Le film ne cesse d'accumuler des ellipses avec des raccords de plans inattendus qui relancent l'action là où on ne l'attend pas :  Les yeux de Marie en colère / l'entre-jambe de Léo sur laquelle elle pose la main; tête posée sur le ventre de Marie, jambes entrouvertes laissant voir l'origine du monde / L'accouchement documentaire du bébé ; descente des lacets du causse / navigation de la barque sur le marais poitevin ; face à la porte fermée de Marie, Léo proteste / Surgit Yoan qui le chasse violemment ; Léo endormi / réveillé par Jean-Louis qui voudrait libérer le lit ; Léo endormi / réveillé par Mirande qui lui annonce l'arrivée du producteur.

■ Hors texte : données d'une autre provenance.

use std::f32::consts::FRAC_PI_2;

use egui::{Color32, Pos2, Rect, Vec2};

use super::{Label, Paint, Pen, Rendered, Surface, TEXT_PRIMARY};
use crate::model::ConfusionMatrix;

/// Blue at zero, fading towards white at the matrix maximum.
pub fn cell_fill(value: u32, max: u32) -> Color32 {
    let intensity = if max == 0 {
        0.0
    } else {
        f64::from(value) / f64::from(max)
    };
    let r = (59.0 + (255.0 - 59.0) * intensity).floor() as u8;
    let g = (130.0 + (255.0 - 130.0) * intensity).floor() as u8;
    Color32::from_rgb(r, g, 246)
}

/// Light text once the count is above half of the maximum.
pub fn cell_text_color(value: u32, max: u32) -> Color32 {
    if f64::from(value) > f64::from(max) / 2.0 {
        Color32::WHITE
    } else {
        Color32::BLACK
    }
}

pub fn draw_confusion_matrix(surface: &mut dyn Surface, matrix: Option<&ConfusionMatrix>) -> Rendered {
    let Some(matrix) = matrix else {
        return Rendered::Placeholder;
    };
    let size = surface.size();
    let n = matrix.size();
    let cell = Vec2::new(size.x / n as f32, size.y / n as f32);
    let max = matrix.max_count();
    let border = Pen::solid(1.0, Color32::WHITE);

    for (i, row) in matrix.rows().iter().enumerate() {
        for (j, &value) in row.iter().enumerate() {
            let min = Pos2::new(j as f32 * cell.x, i as f32 * cell.y);
            let rect = Rect::from_min_size(min, cell);
            surface.rect(rect, &Paint::Solid(cell_fill(value, max)), Some(&border));
            surface.text(
                rect.center(),
                &Label::centered(value.to_string(), 14.0, cell_text_color(value, max)),
            );
        }
    }

    for i in 0..n {
        let class = format!("C{i}");
        surface.text(
            Pos2::new(i as f32 * cell.x + cell.x / 2.0, size.y - 10.0),
            &Label::centered(class.clone(), 12.0, TEXT_PRIMARY),
        );
        surface.text(
            Pos2::new(10.0, i as f32 * cell.y + cell.y / 2.0),
            &Label::centered(class, 12.0, TEXT_PRIMARY).rotated(-FRAC_PI_2),
        );
    }
    Rendered::Drawn
}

L'ellipse des neuf mois de grossesse, comme si l'enfant avait été conçu par le seul désir du père et enfanté avec la douleur de la mère, est la plus impressionnante mais toutes celles, moins visibles, qui raccourcissent les voyages installent ce sentiment de chaos, de désirs contrariés mais pouvant toujours renaitre.

Le sentiment du merveilleux (sexe de Marie amoureusement caressé, Mirande et ses soins, l'enfant riant, la brebis fragile tenue dans les bras), du désir des corps les plus improbables (vieux paysan ou vieillard grabataire) ne cesse d'irriguer un film qui dit que l'amour paternel peut être aussi fort que l'amour maternel (première fois qu'un père, et non une mère, est montré privé de son enfant par la DASS), qu'une mère aussi peut n'avoir pas un désir d'enfant si grand qu'elle ne puisse partir en l'abandonnant à son compagnon. Repoussoir face à la modernité du couple, Marcel, qui ne parle que par invectives et injures, qui ne regrette sa femme que pour son travail domestique est tout de même sauvé par la séquence de l'euthanasie où il meurt d'amour sur la musique des Pink Floyd accédant ainsi au statut de héros tragique. A l'inverse, Yoan, le plus jeune est systématiquement protecteur. Certes, il vole mais revient toujours aider même après son départ, peu probable, pour l'Australie/ Autriche. Il est le protecteur de Marcel puis de Marie. Toujours habillé de blanc et le seul à ne jamais être montré nu, il incarne une sorte d'ange.

Après s'être beaucoup trompé, Léo finit seul. Il affronte néanmoins la peur du loup, métaphore de tout ce qu'on espère de fort et dangereux dans la vie, même si on n'arrive pas toujours à ses fins. Il affronte le loup quitte à en mourir comme il avait expérimenté le refus de l'embourgeoisement, comme la frayeur de la paternité à assumer seul. Rester vertical est le  seul espoir qui lui reste. La féerie est de ce monde mais elle est terrifiante pour qui, comme Léo, doute.